JUL 13, 2009 – 12:00AM

The other day, I got caught out in a surprising pop-up rainstorm on my way home.

The precip had tapered off by the time I rolled into the driveway, but a neighbor saw how wet I was and attempted a little dig.

“I’ll bet you wish you’d driven today,” he said.

“Not really,” I replied. “I just wish I had left work 20 minutes earlier.”

I’ve thought about that since, and try as I might, until this weekend I couldn’t think of a ride I’d regretted taking.

I’ve regretted bad decisions and stupid mistakes. I’ve regretted crashes and scrapes and nervous races under shelter to escape lightning arching across the sky. I’ve regretted turning right instead of left, regretted shortening planned long rides and lengthening planned short ones. I’ve regretted not bringing along more food, and I’ve regretted losing my last water bottle 30 miles from home in 90-plus-degree heat.

But regret a ride?

Until this weekend, I never got off the bike and thought, “Man, I wish I hadn’t just done that.”

That changed Saturday night/Sunday morning, when I invited my kids along to do the Lenexa Midnight Bike Ride.

I did the ride last year with my dad and had a grand time. Last year’s event started in Old Town Lenexa and drew more than 1,000 fans. The ride — about 12 miles — went along roads that were closed to cars and included a stretch in an underground storage facility.

Though it started at midnight, it had a family-friendly vibe. Hundreds of kids rode along with guys on spendy carbon-fiber road bikes. Although there were some “serious cyclists,” I’d say the vast majority of participants was average folks out for a spin.

I had so much fun, I decided I’d invite my kids back this year, and they jumped at the chance to stay up past midnight. My wife, a morning person, said she’d like to go, too.

For some reason, though, organizers decided to move the ride this year to Shawnee Mission Park.

It dawned on me late that meant the nature of the ride would change.

Part of the fun last year was that we were riding on well lit roads that were closed to cars. Though the park also would be closed, it’s dark. Really dark. Strike one.

We had to park in a field bumpy enough we probably wouldn’t have been able to drive across if we hadn’t brought my SUV, then had to walk our bikes half a mile over the same bumpy field — covered with tall grass — to the start line. In the dark. Strike two.

And then there was the course itself, a 4.5-mile loop around the lake. I’d been to the park dozens of times growing up, but never had ridden a bike through there. At the start, officials cautioned riders to go slow down the hills and warned that young children probably wouldn’t be able to climb back up the other side. Strike three.

My kids were in good spirits from the off (bless their hearts; we made ’em run/walk a 5K with us early Saturday morning in Eudora, too.

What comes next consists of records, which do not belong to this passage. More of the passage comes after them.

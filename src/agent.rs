pub mod local;

use crate::config::Config;
use crate::service::check::CheckError;
use crate::service::proxy::{DefaultUpstreams, UpstreamDefaulter};
use crate::service::{HealthCheck, NodeService, ServiceDefinition};
use crate::sidecar::{self, meta, PortRange, RegisteredPort, Resolver, SidecarError};
use local::LocalState;
use std::fmt;
use tokio::sync::Mutex;
use tracing::info;

#[derive(thiserror::Error, Debug)]
pub enum AgentError {
    #[error("Invalid service {id:?}: {reason}")]
    InvalidService { id: String, reason: String },
    #[error("Invalid check {index} of service {id:?}: {source}")]
    InvalidCheck {
        id: String,
        index: usize,
        source: CheckError,
    },
    #[error("Unknown service {0:?}")]
    UnknownService(String),
    #[error(transparent)]
    Sidecar(#[from] SidecarError),
}

/// Result of a successful registration.
#[derive(Clone, Debug, PartialEq)]
pub struct Registration {
    pub service: NodeService,
    pub sidecar: Option<NodeService>,
}

/// Registers services, and the sidecars they ask for, with the local state.
pub struct Agent {
    ports: PortRange,
    upstreams: Box<dyn UpstreamDefaulter>,
    state: Mutex<LocalState>,
}

impl fmt::Debug for Agent {
    fn fmt(&self, f: &mut fmt::Formatter<'_>) -> fmt::Result {
        f.debug_struct("Agent").field("ports", &self.ports).finish()
    }
}

impl Agent {
    pub fn new(ports: PortRange) -> Self {
        Self::with_upstream_defaulter(ports, Box::new(DefaultUpstreams))
    }

    pub fn with_upstream_defaulter(ports: PortRange, upstreams: Box<dyn UpstreamDefaulter>) -> Self {
        Self {
            ports,
            upstreams,
            state: Mutex::new(LocalState::new()),
        }
    }

    pub fn from_config(config: &Config) -> anyhow::Result<Self> {
        Ok(Self::new(config.ports.sidecar_range()?))
    }

    /// Registers the service described by `definition` together with its
    /// sidecar, if one is requested.
    ///
    /// The state lock is held from reading the used ports until both services
    /// are committed, so concurrent registrations never pick the same port.
    /// Nothing is committed when any step fails.
    #[tracing::instrument(
        name = "Agent::add_service",
        skip(self, definition, token),
        fields(service = definition.name.as_str())
    )]
    pub async fn add_service(
        &self,
        definition: &ServiceDefinition,
        token: &str,
    ) -> Result<Registration, AgentError> {
        let service = definition.node_service();
        validate_service(&service, definition)?;

        let mut state = self.state.lock().await;

        // the incoming parent replaces whatever is registered under its ID
        let mut registered = state.registered_ports();
        registered.retain(|r| r.service_id != service.id);
        registered.push(RegisteredPort {
            service_id: service.id.clone(),
            port: service.port,
        });

        let resolver = Resolver::new(self.ports, self.upstreams.as_ref());
        let sidecar = resolver.resolve(&service, definition.sidecar_service(), token, &registered)?;

        let checks = HealthCheck::for_service(&service.id, &service.service, definition.checks.clone());
        state.add_service(service.clone(), token.to_owned());
        checks.into_iter().for_each(|c| state.add_check(c));

        info!(
            id = service.id.as_str(),
            port = service.port,
            "Registered service"
        );

        if sidecar.is_none() {
            if let Some(stale) = agent_sidecar_of(&state, &service.id) {
                state.remove_service(&stale);
                info!(
                    id = stale.as_str(),
                    parent = service.id.as_str(),
                    "Removed sidecar service no longer requested"
                );
            }
        }

        let sidecar = sidecar.map(|registration| {
            let sidecar_service = registration.service;
            let checks = HealthCheck::for_service(
                &sidecar_service.id,
                &sidecar_service.service,
                registration.checks,
            );

            state.add_service(sidecar_service.clone(), registration.token);
            checks.into_iter().for_each(|c| state.add_check(c));

            info!(
                id = sidecar_service.id.as_str(),
                parent = service.id.as_str(),
                port = sidecar_service.port,
                "Registered sidecar service"
            );

            sidecar_service
        });

        Ok(Registration { service, sidecar })
    }

    /// Deregisters a service and its checks. A sidecar the agent registered
    /// for it goes as well. Returns the IDs of all removed services.
    #[tracing::instrument(name = "Agent::remove_service", skip(self))]
    pub async fn remove_service(&self, id: &str) -> Result<Vec<String>, AgentError> {
        let mut state = self.state.lock().await;

        state
            .remove_service(id)
            .ok_or_else(|| AgentError::UnknownService(id.to_owned()))?;
        let mut removed = vec![id.to_owned()];

        if let Some(sidecar_id) = agent_sidecar_of(&state, id) {
            state.remove_service(&sidecar_id);
            removed.push(sidecar_id);
        }

        info!(removed = format!("{:?}", removed).as_str(), "Removed services");

        Ok(removed)
    }

    pub async fn service(&self, id: &str) -> Option<NodeService> {
        self.state.lock().await.service(id).cloned()
    }

    /// All registered services ordered by ID.
    pub async fn services(&self) -> Vec<NodeService> {
        let state = self.state.lock().await;
        let mut services: Vec<NodeService> = state.services().cloned().collect();
        services.sort_by(|a, b| a.id.cmp(&b.id));

        services
    }

    pub async fn checks_for(&self, service_id: &str) -> Vec<HealthCheck> {
        self.state
            .lock()
            .await
            .checks_for(service_id)
            .into_iter()
            .cloned()
            .collect()
    }

    pub async fn service_token(&self, id: &str) -> Option<String> {
        self.state.lock().await.service_token(id).map(str::to_owned)
    }
}

/// ID of the sidecar the agent registered on behalf of `parent_id`, if any.
/// Services that merely reuse the sidecar ID without the marker don't count.
fn agent_sidecar_of(state: &LocalState, parent_id: &str) -> Option<String> {
    let sidecar_id = sidecar::sidecar_service_id(parent_id);

    state
        .service(&sidecar_id)
        .and_then(|s| s.meta.get(meta::SIDECAR_KEY))
        .filter(|v| v.as_str() == meta::SIDECAR_VALUE)
        .map(|_| sidecar_id)
}

fn validate_service(service: &NodeService, definition: &ServiceDefinition) -> Result<(), AgentError> {
    let invalid = |reason: String| AgentError::InvalidService {
        id: service.id.clone(),
        reason,
    };

    if service.service.is_empty() {
        return Err(invalid("Missing service name".to_owned()));
    }

    meta::validate_meta(&service.meta).map_err(|e| invalid(e.to_string()))?;

    if service.is_connect_proxy() {
        let destination = service
            .proxy
            .as_ref()
            .map(|p| p.destination_service_name.as_str())
            .unwrap_or_default();

        if destination.is_empty() {
            return Err(invalid(
                "Proxy.DestinationServiceName must be set for a Connect proxy".to_owned(),
            ));
        }
        if service.port == 0 {
            return Err(invalid("Port must be set for a Connect proxy".to_owned()));
        }
        if definition.sidecar_service().is_some() {
            return Err(invalid(
                "A Connect proxy cannot have a sidecar_service of its own".to_owned(),
            ));
        }
    }

    for (index, check) in definition.checks.iter().enumerate() {
        check.validate().map_err(|source| AgentError::InvalidCheck {
            id: service.id.clone(),
            index,
            source,
        })?;
    }

    Ok(())
}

What were we thinking?) and seemed to enjoy the novelty of riding among hundreds of other cyclists on roads lit only by handlebar lights.

Once we crossed the dam, however, and got our last glimpse of the lovely moonlit lake, the road turned up — and the trouble started.

The hill was steep enough folks were grinding to a halt and popping off their bikes to push, kids and adults alike. This went on for the rest of the ride — about two miles of pretty steep downhills and uphills, with nervous cyclists riding the brakes on the downs and tired riders jumping off mid-hill in front of other sometimes inexperienced cyclists with questionable bike-handling skills on the ups. In the dark.

Kids were separated from parents. Children cried. Adults called out to their missing offspring, who, without any ambient light, looked just like everybody else with a light strapped to the front of their bikes.

As my daughter and I waited for the rest of our family atop one hill, a weary adult resting across the way started hurling violently. The sounds of the vom bomb echoed off the woods, providing a stomach-turning soundtrack to the worst ride of my life.

My kids held up pretty well. We encouraged them up the hills, told them it was OK to push their bikes if they needed to, let them stop and rest as needed, yet they still hit the wall about a mile from the end.

We finally completed our first loop, trudged back over the same grassy field to the car, loaded up and headed home.

The kids were asleep long before we hit the highway.

I, meanwhile, fumed that organizers had turned a fun, family-friendly, unusual little jaunt into a horrific trail of tears and puke. They somehow managed to turn a ride I couldn’t wait to do again — and share with my whole family — into the first and only ride I wish I’d never taken in the first place.